Prompt = Where does the word "static" show up in the records? Copy every line that holds it.

Stored entries =
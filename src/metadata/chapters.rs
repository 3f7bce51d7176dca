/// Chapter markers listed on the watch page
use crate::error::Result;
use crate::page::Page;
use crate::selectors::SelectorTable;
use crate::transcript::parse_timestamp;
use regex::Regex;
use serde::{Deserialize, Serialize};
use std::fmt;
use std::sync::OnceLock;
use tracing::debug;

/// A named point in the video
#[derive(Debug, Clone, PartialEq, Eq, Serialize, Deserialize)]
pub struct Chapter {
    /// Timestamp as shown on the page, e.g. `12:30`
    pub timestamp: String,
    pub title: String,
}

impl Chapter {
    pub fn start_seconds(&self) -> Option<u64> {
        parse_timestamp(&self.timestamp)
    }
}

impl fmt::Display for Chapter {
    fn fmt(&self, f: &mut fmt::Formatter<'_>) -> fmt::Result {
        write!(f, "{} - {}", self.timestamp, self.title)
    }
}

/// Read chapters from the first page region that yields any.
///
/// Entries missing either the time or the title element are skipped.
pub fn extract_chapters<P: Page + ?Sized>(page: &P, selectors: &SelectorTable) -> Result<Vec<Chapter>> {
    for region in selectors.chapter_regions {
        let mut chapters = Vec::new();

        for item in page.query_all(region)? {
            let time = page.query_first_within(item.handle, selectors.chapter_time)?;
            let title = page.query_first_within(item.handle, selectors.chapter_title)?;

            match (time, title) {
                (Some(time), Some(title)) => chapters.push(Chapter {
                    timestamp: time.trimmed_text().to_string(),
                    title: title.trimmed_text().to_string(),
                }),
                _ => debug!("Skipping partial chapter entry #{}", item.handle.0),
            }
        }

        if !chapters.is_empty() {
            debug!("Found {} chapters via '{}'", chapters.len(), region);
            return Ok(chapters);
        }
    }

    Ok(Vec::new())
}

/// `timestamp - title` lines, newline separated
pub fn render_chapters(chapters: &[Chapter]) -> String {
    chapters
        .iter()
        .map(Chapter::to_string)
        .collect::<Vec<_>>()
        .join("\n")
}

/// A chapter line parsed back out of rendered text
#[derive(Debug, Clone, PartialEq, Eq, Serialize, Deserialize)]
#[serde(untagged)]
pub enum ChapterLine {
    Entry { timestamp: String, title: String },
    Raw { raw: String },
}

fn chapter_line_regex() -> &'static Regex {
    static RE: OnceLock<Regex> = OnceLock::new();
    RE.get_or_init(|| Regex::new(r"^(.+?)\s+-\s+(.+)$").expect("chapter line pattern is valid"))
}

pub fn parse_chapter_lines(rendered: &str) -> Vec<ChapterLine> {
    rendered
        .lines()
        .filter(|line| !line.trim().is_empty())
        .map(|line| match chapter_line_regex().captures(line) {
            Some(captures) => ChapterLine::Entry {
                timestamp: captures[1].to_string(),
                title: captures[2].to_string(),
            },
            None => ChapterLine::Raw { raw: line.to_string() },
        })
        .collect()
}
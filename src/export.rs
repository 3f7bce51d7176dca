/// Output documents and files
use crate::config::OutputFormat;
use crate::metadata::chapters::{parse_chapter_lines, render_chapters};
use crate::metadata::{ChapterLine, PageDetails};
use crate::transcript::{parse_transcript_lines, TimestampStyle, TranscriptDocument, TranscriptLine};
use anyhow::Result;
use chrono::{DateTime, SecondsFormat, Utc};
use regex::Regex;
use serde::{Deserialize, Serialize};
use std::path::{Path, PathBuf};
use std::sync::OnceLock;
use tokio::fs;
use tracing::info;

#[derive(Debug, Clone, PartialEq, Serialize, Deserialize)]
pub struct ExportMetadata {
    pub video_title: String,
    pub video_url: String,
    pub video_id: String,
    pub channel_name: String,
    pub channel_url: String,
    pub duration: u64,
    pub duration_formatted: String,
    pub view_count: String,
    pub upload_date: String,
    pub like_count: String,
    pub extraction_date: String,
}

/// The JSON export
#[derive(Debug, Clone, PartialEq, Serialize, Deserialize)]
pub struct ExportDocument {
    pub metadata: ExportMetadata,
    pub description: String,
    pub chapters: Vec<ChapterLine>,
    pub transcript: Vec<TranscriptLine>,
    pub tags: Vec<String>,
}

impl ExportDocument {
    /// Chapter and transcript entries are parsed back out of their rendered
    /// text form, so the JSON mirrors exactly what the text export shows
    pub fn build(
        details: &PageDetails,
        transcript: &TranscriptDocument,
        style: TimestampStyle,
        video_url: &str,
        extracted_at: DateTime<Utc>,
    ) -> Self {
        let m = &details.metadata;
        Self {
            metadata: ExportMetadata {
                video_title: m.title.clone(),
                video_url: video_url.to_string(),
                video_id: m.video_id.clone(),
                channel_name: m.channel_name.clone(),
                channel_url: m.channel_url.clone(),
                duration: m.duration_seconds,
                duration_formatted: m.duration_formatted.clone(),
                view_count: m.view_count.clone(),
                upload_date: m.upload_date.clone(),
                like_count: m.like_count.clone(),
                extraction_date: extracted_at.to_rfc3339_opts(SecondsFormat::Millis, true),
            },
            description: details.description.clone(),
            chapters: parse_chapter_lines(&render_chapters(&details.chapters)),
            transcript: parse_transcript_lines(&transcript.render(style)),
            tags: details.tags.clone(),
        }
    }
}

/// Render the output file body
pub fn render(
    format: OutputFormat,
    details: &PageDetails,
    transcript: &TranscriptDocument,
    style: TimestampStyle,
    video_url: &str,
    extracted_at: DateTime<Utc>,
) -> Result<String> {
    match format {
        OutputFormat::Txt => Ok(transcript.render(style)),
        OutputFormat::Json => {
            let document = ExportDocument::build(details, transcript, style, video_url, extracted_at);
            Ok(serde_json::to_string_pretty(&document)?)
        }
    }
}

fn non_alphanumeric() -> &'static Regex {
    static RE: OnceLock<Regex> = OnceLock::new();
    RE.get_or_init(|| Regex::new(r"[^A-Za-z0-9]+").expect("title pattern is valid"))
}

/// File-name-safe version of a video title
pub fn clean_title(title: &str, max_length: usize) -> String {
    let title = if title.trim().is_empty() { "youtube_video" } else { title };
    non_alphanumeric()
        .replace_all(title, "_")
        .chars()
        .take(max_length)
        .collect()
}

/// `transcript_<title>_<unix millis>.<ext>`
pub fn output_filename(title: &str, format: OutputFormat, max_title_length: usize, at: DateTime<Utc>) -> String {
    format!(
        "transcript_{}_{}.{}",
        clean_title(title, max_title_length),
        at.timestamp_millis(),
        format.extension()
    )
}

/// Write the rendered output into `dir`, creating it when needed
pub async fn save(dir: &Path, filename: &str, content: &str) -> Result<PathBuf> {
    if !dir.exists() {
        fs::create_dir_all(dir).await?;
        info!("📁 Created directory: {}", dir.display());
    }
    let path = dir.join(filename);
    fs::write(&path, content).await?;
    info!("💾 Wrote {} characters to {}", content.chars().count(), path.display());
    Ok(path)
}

Solution to this task =
fn chapter_line_regex() -> &'static Regex {
    static RE: OnceLock<Regex> = OnceLock::new();
fn non_alphanumeric() -> &'static Regex {
    static RE: OnceLock<Regex> = OnceLock::new();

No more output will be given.